Date: 2012-10-09 01:45 am (UTC)
From: [identity profile] elenbarathi.livejournal.com
It amazes me that anyone could confuse hawthorn and nightshade. Hello, hawthorn has thorns - hence the name - not to mention being a tree, and otherwise bearing almost no resemblance to nightshade. Sheesh.

In North America, all berries with drupelets are safe to eat: everything in the blackberry/raspberry family, and also mulberries, which are the only tree-fruit with drupelets I know of. Red huckleberry is the only red non-drupelet berry I know that's edible for humans, besides wild strawberries (which are obviously strawberries) - most red berries are bird-berries; people-berries tend to be purple - though that doesn't mean every purple berry is safe.

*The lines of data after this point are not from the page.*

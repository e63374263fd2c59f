// src/main.rs
use axum::{extract::Extension, http::HeaderValue, middleware, routing::get, Json, Router};
use dotenv::dotenv;
use reqwest::Client;
use std::net::SocketAddr;
use tokio::net::TcpListener;
use tower_http::{cors::CorsLayer, trace::TraceLayer};
use tracing::{info, warn};
use tracing_subscriber::EnvFilter;

// ============================================================================
// MODULE IMPORTS
// ============================================================================

mod auth;
mod common;
mod logging_middleware;
mod projects;
mod services;
mod time_entries;

#[cfg(test)]
mod test_support;

// ============================================================================
// COMMON IMPORTS
// ============================================================================

use common::run_mode::{apply_cli_override, print_run_mode_status};
use common::{AppConfig, AppState, SharedState};

// ============================================================================
// MAIN APPLICATION ENTRY POINT
// ============================================================================

#[tokio::main]
async fn main() -> anyhow::Result<()> {
    dotenv().ok();

    tracing_subscriber::fmt()
        .with_env_filter(
            EnvFilter::try_from_default_env().unwrap_or_else(|_| EnvFilter::new("info")),
        )
        .with_target(false)
        .init();

    // ========================================================================
    // ENVIRONMENT CONFIGURATION
    // ========================================================================

    let config = AppConfig::from_env();
    let run_mode = apply_cli_override(config.run_mode);
    let config = config.with_run_mode(run_mode);
    print_run_mode_status(run_mode);

    if config.harvest.client_id.is_none()
        || config.harvest.client_secret.is_none()
        || config.harvest.redirect_uri.is_none()
    {
        warn!("Harvest OAuth credentials incomplete; login and callback will fail until configured");
    }

    // ========================================================================
    // SERVICE INITIALIZATION
    // ========================================================================

    let mut http_builder = Client::builder();
    if let Some(timeout) = config.http_timeout {
        http_builder = http_builder.timeout(timeout);
    }
    let http_client = http_builder.build()?;

    let shared = AppState::new(&config, http_client).shared();
    info!(
        api_base_url = %config.harvest.api_base_url,
        cookie_name = %config.session.cookie_name,
        "AppState initialized"
    );

    let app = build_app(shared, &config.cors_origins);

    // ========================================================================
    // SERVER STARTUP
    // ========================================================================

    let addr = SocketAddr::from(([0, 0, 0, 0], config.port));
    info!("Listening on {}", addr);
    let listener = TcpListener::bind(addr).await?;
    axum::serve(listener, app.into_make_service()).await?;

    Ok(())
}

// ============================================================================
// ROUTER COMPOSITION
// ============================================================================

pub fn build_app(state: SharedState, cors_origins: &[String]) -> Router {
    let origins: Vec<HeaderValue> = cors_origins
        .iter()
        .filter_map(|origin| origin.parse().ok())
        .collect();

    Router::new()
        // ====================================================================
        // AUTHENTICATION ROUTES
        // ====================================================================
        .merge(auth::auth_routes())
        // ====================================================================
        // PROXY ROUTES (Project assignments, Time entries)
        // ====================================================================
        .merge(projects::projects_routes())
        .merge(time_entries::time_entries_routes())
        .route("/health", get(health))
        // ====================================================================
        // MIDDLEWARE AND LAYERS
        // ====================================================================
        .layer(middleware::from_fn(logging_middleware::log_request_response))
        .layer(Extension(state))
        .layer(
            CorsLayer::new()
                .allow_origin(origins)
                .allow_methods([
                    axum::http::Method::GET,
                    axum::http::Method::POST,
                    axum::http::Method::OPTIONS,
                ])
                .allow_headers([axum::http::header::CONTENT_TYPE])
                .allow_credentials(true),
        )
        .layer(TraceLayer::new_for_http())
}

async fn health() -> Json<serde_json::Value> {
    Json(serde_json::json!({ "status": "ok" }))
}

Date: 2012-10-09 08:22 pm (UTC)
From: [identity profile] eofs.livejournal.com
I take it redcurrants don't grow in North America?

Date: 2012-10-10 10:55 am (UTC)
From: [identity profile] eofs.livejournal.com
Shame, redcurrant jelly is delicious. (And fast being pushed off the shelves by cranberry sauce, sigh.) I've never managed to cook with actual redcurrants yet though, because they make such a fleeting appearance. And I'm not sure my market stall even carries them when they are around, I think I've only ever seen them in the grocer's that I don't normally use.